Video. 26 agosto 1984. La sanguinosa “strage di Sant’Alessandro”


Domenica 26 agosto 1984, ore 12, giorno di S. Alessandro. Presso il Circolo dei pescatori di Torre Annunziata giunge un autobus con sul cruscotto un cartello: “gita turistica”. Nella chiesa adiacente si celebra la prima comunione per molti bambini. Dall’autobus, che si scoprirà rubato a Scalea pochi giorni prima, scendono 14 sicari che, armati di fucili a pompa, iniziano a sparare all’impazzata contro tutti.

Otto morti e sette feriti, questo il triste bilancio di quella che passerà alla storia come la strage di Torre Annunziata o strage del Circolo dei pescatori o anche strage di Sant’Alessandro, tragico fatto di sangue avvenuto nella cittadina vesuviana, in una domenica qualunque.

Ciò avvenne dopo la carcerazione di Raffaele Cutolo e la successiva ascesa del clan Gionta, alleato con quello dei Nuvoletta per il comando di Torre Annunziata in tensione con gli Alfieri e i Bardellino per il controllo dei traffici della droga, del contrabbando di sigarette e del racket del pesce e della carne.

Le tensioni sfociarono nell’omicidio, nel giugno 1984, di un uomo di Bardellino nel mercato ittico torrese che provocò la sanguinosa risposta del giorno di Sant’Alessandro contro il boss Valentino Gionta, dando vita ad una delle spedizioni di morte più cruente che abbiano mai avuto luogo in Campania.

L’ obiettivo era il circolo dei pescatori perché lì, erano soliti intrattenersi gli uomini di Gionta. Il commando di killer, tutti professionisti del crimine, si trovavano a bordo dell’autobus per raggiungere via Castello, rubato il 18 agosto, pochi giorni prima della strage, a San Marcellino di Scalea. I killer fecero irruzione nel Circolo dei Pescatori, quello che oggi si chiama “La Caffetteria” ed eseguirono in pochi istanti quella strage che balzò sulle prime pagine di tutti i quotidiani nazionali. Sangue ovunque e corpi stesi a terra, ma il boss Valentino Gionta riuscì a fuggire, oggi invece recluso al 41-bis.

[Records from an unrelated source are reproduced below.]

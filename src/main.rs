//! # cuaview
//!
//! Terminal live viewer for Computer Use Agent runs. Connects to the agent
//! backend over WebSocket, dispatches a task, and streams the agent's steps
//! (thoughts, actions, token usage) to stdout as they happen.

use std::time::Duration;

use clap::Parser;
use tokio::time::Instant;
use tracing::{info, warn};

use cuaview::client::CoreClient;
use cuaview::config::{self, Cli};
use cuaview::connection::ConnectionState;
use cuaview::export;
use cuaview::trace::{TracePhase, TraceSnapshot};
use cuaview::view::ThinkingTimer;
use cuaview::viewer::{Notice, Viewer};

#[tokio::main(flavor = "current_thread")]
async fn main() {
    let cli = Cli::parse();

    let config = match config::load_config(&cli) {
        Ok(c) => c,
        Err(e) => {
            eprintln!("cuaview: configuration error: {}", e);
            std::process::exit(1);
        }
    };

    let log_filter = std::env::var("RUST_LOG").unwrap_or_else(|_| "cuaview=info".to_string());
    tracing_subscriber::fmt()
        .with_env_filter(log_filter)
        .with_writer(std::io::stderr)
        .init();

    info!("cuaview v{} starting", env!("CARGO_PKG_VERSION"));
    info!("backend: {}", config.base_url);

    match CoreClient::new(&config.base_url).health().await {
        Ok(_) => info!("backend is healthy"),
        Err(e) => warn!(error = %e, "backend health check failed, connecting anyway"),
    }

    let viewer = match Viewer::connect(&config) {
        Ok(v) => v,
        Err(e) => {
            eprintln!("cuaview: {}", e);
            std::process::exit(1);
        }
    };

    if let Err(e) = run(&viewer, &cli).await {
        eprintln!("cuaview: {}", e);
        viewer.disconnect().await;
        std::process::exit(1);
    }
    viewer.disconnect().await;
}

async fn run(viewer: &Viewer, cli: &Cli) -> Result<(), String> {
    let models = match viewer.load_models().await {
        Ok(models) => models,
        Err(e) => {
            warn!(error = %e, "could not fetch model catalog");
            Vec::new()
        }
    };

    let instruction = resolve_instruction(viewer, cli).await?;
    if let Some(instruction) = &instruction {
        let model = match &cli.model {
            Some(model) => model.clone(),
            None => models
                .first()
                .cloned()
                .ok_or("no model catalog available; pass --model explicitly")?,
        };

        wait_for_heartbeat(viewer).await?;
        let trace_id = viewer
            .dispatch_task(instruction, &model)
            .await
            .map_err(|e| e.to_string())?;
        println!("task dispatched as trace {} (model {})", trace_id, model);
        println!("  {}", instruction);
    } else {
        println!("no task given; watching for agent activity (ctrl-c to quit)");
    }

    stream_trace(viewer, cli).await
}

/// Resolve the task instruction: `--task` verbatim, `--random-task` from the
/// backend's pool, otherwise none (observe-only mode).
async fn resolve_instruction(viewer: &Viewer, cli: &Cli) -> Result<Option<String>, String> {
    if let Some(task) = &cli.task {
        return Ok(Some(task.clone()));
    }
    if cli.random_task {
        let instruction = viewer
            .random_instruction()
            .await
            .map_err(|e| format!("random task: {}", e))?;
        return Ok(Some(instruction));
    }
    Ok(None)
}

/// Dispatching needs the heartbeat-assigned trace id. The backend sends it
/// right after the socket opens, so a missing heartbeat within the window
/// means the connection never came up.
async fn wait_for_heartbeat(viewer: &Viewer) -> Result<(), String> {
    // Subscribe before the first snapshot so a heartbeat landing between
    // the check and the wait still wakes us.
    let mut changes = viewer.subscribe();
    let deadline = tokio::time::sleep(Duration::from_secs(10));
    tokio::pin!(deadline);
    loop {
        if viewer.snapshot().await.pending_trace_id.is_some() {
            return Ok(());
        }
        if viewer.connection_state() == ConnectionState::Error {
            return Err("connection failed before a trace id was assigned".into());
        }
        tokio::select! {
            _ = changes.changed() => {}
            _ = &mut deadline => {
                // The heartbeat may have raced the deadline.
                if viewer.snapshot().await.pending_trace_id.is_some() {
                    return Ok(());
                }
                return Err("timed out waiting for a trace id".into());
            }
        }
    }
}

/// The render loop: wake on state changes, print newly arrived steps, show a
/// thinking indicator when the agent goes quiet, and stop on ctrl-c or a
/// terminal outcome.
async fn stream_trace(viewer: &Viewer, cli: &Cli) -> Result<(), String> {
    // Taken before the first snapshot: a change published while this loop
    // is mid-body (a terminal outcome, say) resolves the next `changed()`
    // immediately instead of being lost.
    let mut changes = viewer.subscribe();
    let mut printed_steps = 0usize;
    let mut vnc_announced = false;
    let mut thinking = ThinkingTimer::new();
    let mut thinking_shown = false;
    let mut stop_requested = false;

    loop {
        let now = Instant::now();
        let snapshot = viewer.snapshot().await;

        for notice in viewer.take_notices().await {
            match notice {
                Notice::TransportError(message) => eprintln!("connection: {}", message),
                Notice::RetriesExhausted => {
                    return Err("connection lost after repeated failures".into());
                }
            }
        }

        render_new_steps(&snapshot, &mut printed_steps, &mut thinking, now);
        if printed_steps > 0 || snapshot.phase == TracePhase::Running {
            thinking.on_streaming(now);
        }
        if !thinking.visible(now) {
            thinking_shown = false;
        }

        match (&snapshot.vnc_url, vnc_announced) {
            (Some(url), false) => {
                println!("sandbox live view: {}", url);
                vnc_announced = true;
            }
            (None, true) => vnc_announced = false,
            _ => {}
        }

        if let Some(outcome) = &snapshot.outcome {
            println!();
            println!("outcome: {:?}: {}", outcome.outcome, outcome.message);
            println!(
                "steps: {}/{}  tokens: {} in / {} out",
                outcome.metadata.step_count,
                outcome.metadata.max_steps,
                outcome.metadata.input_tokens,
                outcome.metadata.output_tokens
            );
            if let (Some(dir), Some(trace)) = (&cli.export, &snapshot.trace) {
                let bundle = export::write_bundle(dir, trace).map_err(|e| e.to_string())?;
                println!("exported to {}", bundle.display());
            }
            return Ok(());
        }

        if thinking.visible(now) && !thinking_shown {
            println!("  (agent is thinking...)");
            thinking_shown = true;
        }

        let wake = thinking.deadline().filter(|_| !thinking_shown);
        tokio::select! {
            _ = changes.changed() => {}
            _ = sleep_until_opt(wake) => {}
            _ = tokio::signal::ctrl_c() => {
                if stop_requested || !snapshot_running(&snapshot) {
                    println!("quitting");
                    return Ok(());
                }
                stop_requested = true;
                println!("stopping task (ctrl-c again to quit)");
                if let Err(e) = viewer.stop_task().await {
                    warn!(error = %e, "stop request not sent");
                }
            }
        }
    }
}

fn snapshot_running(snapshot: &TraceSnapshot) -> bool {
    matches!(
        snapshot.phase,
        TracePhase::AwaitingSandbox | TracePhase::Running
    )
}

/// Sleep until `deadline`, or forever when there is none (so the select arm
/// never fires).
async fn sleep_until_opt(deadline: Option<Instant>) {
    match deadline {
        Some(deadline) => tokio::time::sleep_until(deadline).await,
        None => std::future::pending().await,
    }
}

fn render_new_steps(
    snapshot: &TraceSnapshot,
    printed: &mut usize,
    thinking: &mut ThinkingTimer,
    now: Instant,
) {
    let steps = snapshot.steps();
    for step in &steps[(*printed).min(steps.len())..] {
        *printed += 1;
        thinking.on_step(now);
        println!();
        println!(
            "step {} ({:.1}s, {} in / {} out tokens)",
            *printed, step.duration, step.input_tokens, step.output_tokens
        );
        if let Some(thought) = &step.thought {
            println!("  thought: {}", thought);
        }
        for action in &step.actions {
            if action.description.is_empty() {
                println!("  action: {}", action.function_name);
            } else {
                println!("  action: {} ({})", action.function_name, action.description);
            }
        }
        if let Some(error) = &step.error {
            println!("  error: {}", error);
        }
    }
}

La strage fu raccontata da Giancarlo Siani, cronista de Il Mattino, che con quell’articolo firmò la sua condanna a morte perché aveva pubblicato informazioni offensive secondo il clan e perché, probabilmente, era andato troppo vicino alla verità, svelando l’arresto del boss Valentino Gionta “cantato” dai Nuvoletta per patteggiare una tregua con i clan rivali. “Dopo il 26 agosto dell’anno scorso – scriveva Siani nell’articolo del 10 giugno 1985il boss di Torre Annunziata era diventato un personaggio scomodo. La sua cattura potrebbe essere il prezzo pagato dagli stessi Nuvoletta per mettere fine alla guerra con l’altro clan di ‘Nuova famiglia’, i Bardellino“. “Gionta Valentino – continuava – un personaggio scomodo anche per gli stessi alleati. Un’ipotesi sulla quale stanno indagando gli inquirenti e che potrebbe segnare una svolta anche nelle alleanze della «Nuova famiglia». Un accordo tra Bardellino e Nuvoletta avrebbe avuto come prezzo proprio l’eliminazione del boss di Torre Annunziata e una nuova distribuzione dei grossi interessi economici dell’area vesuviana“.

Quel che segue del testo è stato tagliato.